=== Section Start ===
use std::{
    sync::atomic::{AtomicI32, AtomicI64, Ordering},
    time::Duration,
};

use parking_lot::Mutex;
use tokio::{
    sync::{mpsc::UnboundedSender, watch},
    time::Instant,
};
use tokio_tungstenite::tungstenite::protocol::Message;
use tracing::trace;

use super::{VoiceGateway, types::SessionOutcome};
use crate::{common::errors::GatewayResult, gateway::protocol::encode_heartbeat};

/// Nonce bookkeeping shared by the heartbeat duty (writer) and the dispatch
/// duty (ack reader).
#[derive(Debug, Default)]
pub(crate) struct HeartbeatTracker {
    next_nonce: AtomicI32,
    last_sent: Mutex<Option<(i32, Instant)>>,
    ping_ms: AtomicI64,
}

#[derive(Debug, Clone, Copy, PartialEq, Eq)]
pub(crate) enum AckOutcome {
    Matched(Duration),
    Mismatch { expected: Option<i32> },
}

impl HeartbeatTracker {
    pub(crate) fn new() -> Self {
        Self {
            ping_ms: AtomicI64::new(-1),
            ..Self::default()
        }
    }

    pub(crate) fn reset(&self) {
        self.next_nonce.store(0, Ordering::Relaxed);
        *self.last_sent.lock() = None;
    }

    pub(crate) fn next_nonce(&self) -> i32 {
        let nonce = self.next_nonce.fetch_add(1, Ordering::Relaxed);
        *self.last_sent.lock() = Some((nonce, Instant::now()));
        nonce
    }

    pub(crate) fn acknowledge(&self, nonce: i32) -> AckOutcome {
        let last = *self.last_sent.lock();
        match last {
            Some((sent, at)) if sent == nonce => {
                let rtt = at.elapsed();
                self.ping_ms
                    .store(rtt.as_millis() as i64, Ordering::Relaxed);
                AckOutcome::Matched(rtt)
            }
            other => AckOutcome::Mismatch {
                expected: other.map(|(n, _)| n),
            },
        }
    }

    /// Last measured round trip, or `-1` before the first matched ack.
    pub(crate) fn ping_ms(&self) -> i64 {
        self.ping_ms.load(Ordering::Relaxed)
    }
}

/// Waits for Hello, then sends a heartbeat every interval until the run
/// ends. A repeated Hello changes the interval for the next sleep.
pub(super) async fn heartbeat_duty(
    gateway: &VoiceGateway,
    mut hello: watch::Receiver<Option<Duration>>,
    tx: UnboundedSender<Message>,
) -> GatewayResult<SessionOutcome> {
    if hello.wait_for(Option::is_some).await.is_err() {
        return Ok(SessionOutcome::Reconnect);
    }

    loop {
        let current = *hello.borrow();
        let Some(interval) = current else {
            return Ok(SessionOutcome::Reconnect);
        };
        tokio::time::sleep(interval).await;

        let nonce = gateway.heartbeat.next_nonce();
        let msg = encode_heartbeat(nonce)?;
        if tx.send(Message::Text(msg.into())).is_err() {
            return Ok(SessionOutcome::Reconnect);
        }
        trace!("[{}] Heartbeat {} sent", gateway.guild_id(), nonce);
    }
}
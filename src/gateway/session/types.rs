/// How a single signaling run ended, telling the supervisor what to do next.
#[derive(Debug, Clone, Copy, PartialEq, Eq)]
pub enum SessionOutcome {
    /// Stream ended or the relay closed with a retryable code.
    Reconnect,
    /// The relay closed the session for good.
    Shutdown,
}

/// Close codes that mean the session is dead and must not be retried.
///
/// - `4004`: Authentication failed
/// - `4014`: Disconnected (channel deleted or kicked)
pub fn is_fatal_close(code: u16) -> bool {
    matches!(code, 4004 | 4014)
}

pub fn outcome_for_close(code: u16) -> SessionOutcome {
    if is_fatal_close(code) {
        SessionOutcome::Shutdown
    } else {
        SessionOutcome::Reconnect
    }
}

#[cfg(test)]
mod tests {
    use super::*;

    #[test]
    fn auth_failure_and_disconnect_are_terminal() {
        assert_eq!(outcome_for_close(4004), SessionOutcome::Shutdown);
        assert_eq!(outcome_for_close(4014), SessionOutcome::Shutdown);
        assert_eq!(outcome_for_close(4015), SessionOutcome::Reconnect);
        assert_eq!(outcome_for_close(1000), SessionOutcome::Reconnect);
    }
}
use std::fmt;

use time::{OffsetDateTime, format_description::BorrowedFormatItem, macros::format_description};
use tracing::{Event, Level, Subscriber};
use tracing_subscriber::{
    fmt::{
        FmtContext,
        format::{FormatEvent, FormatFields, Writer},
    },
    registry::LookupSpan,
};

const TIMESTAMP: &[BorrowedFormatItem<'static>] =
    format_description!("[year]-[month]-[day] [hour]:[minute]:[second].[subsecond digits:3]");

const RESET: &str = "\x1b[0m";
const DIM: &str = "\x1b[2m";

fn level_colour(level: &Level) -> &'static str {
    match *level {
        Level::ERROR => "\x1b[1;31m",
        Level::WARN => "\x1b[1;33m",
        Level::INFO => "\x1b[1;32m",
        Level::DEBUG => "\x1b[1;34m",
        Level::TRACE => "\x1b[1;35m",
    }
}

/// `[timestamp] LEVEL module:line > message`, with the crate name dropped
/// from our own targets.
pub struct CustomFormatter {
    ansi: bool,
}

impl CustomFormatter {
    pub fn new(ansi: bool) -> Self {
        Self { ansi }
    }

    fn paint<'a>(&self, style: &'a str) -> &'a str {
        if self.ansi { style } else { "" }
    }
}

fn short_target(target: &str) -> &str {
    target
        .strip_prefix(concat!(env!("CARGO_CRATE_NAME"), "::"))
        .unwrap_or(target)
}

impl<S, N> FormatEvent<S, N> for CustomFormatter
where
    S: Subscriber + for<'a> LookupSpan<'a>,
    N: for<'a> FormatFields<'a> + 'static,
{
    fn format_event(
        &self,
        ctx: &FmtContext<'_, S, N>,
        mut writer: Writer<'_>,
        event: &Event<'_>,
    ) -> fmt::Result {
        let meta = event.metadata();
        let (dim, reset) = (self.paint(DIM), self.paint(RESET));

        let now = OffsetDateTime::now_local().unwrap_or_else(|_| OffsetDateTime::now_utc());
        match now.format(TIMESTAMP) {
            Ok(ts) => write!(writer, "{dim}[{ts}]{reset} ")?,
            Err(_) => write!(writer, "{dim}[-]{reset} ")?,
        }

        write!(
            writer,
            "{}{:<5}{reset} ",
            self.paint(level_colour(meta.level())),
            meta.level().as_str()
        )?;

        write!(writer, "{dim}{}", short_target(meta.target()))?;
        if let Some(line) = meta.line() {
            write!(writer, ":{line}")?;
        }
        write!(writer, "{reset} > ")?;

        ctx.format_fields(writer.by_ref(), event)?;
        writeln!(writer)
    }
}

#[cfg(test)]
mod tests {
    use super::*;

    #[test]
    fn own_targets_lose_the_crate_prefix() {
        assert_eq!(
            short_target(concat!(env!("CARGO_CRATE_NAME"), "::gateway::session")),
            "gateway::session"
        );
        assert_eq!(short_target("tungstenite::protocol"), "tungstenite::protocol");
    }
}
=== Section End ===
*How to complete this task*:
Work out how many lines of the entries hold the word "ended", and write only that figure.

*Exercise answer*:
2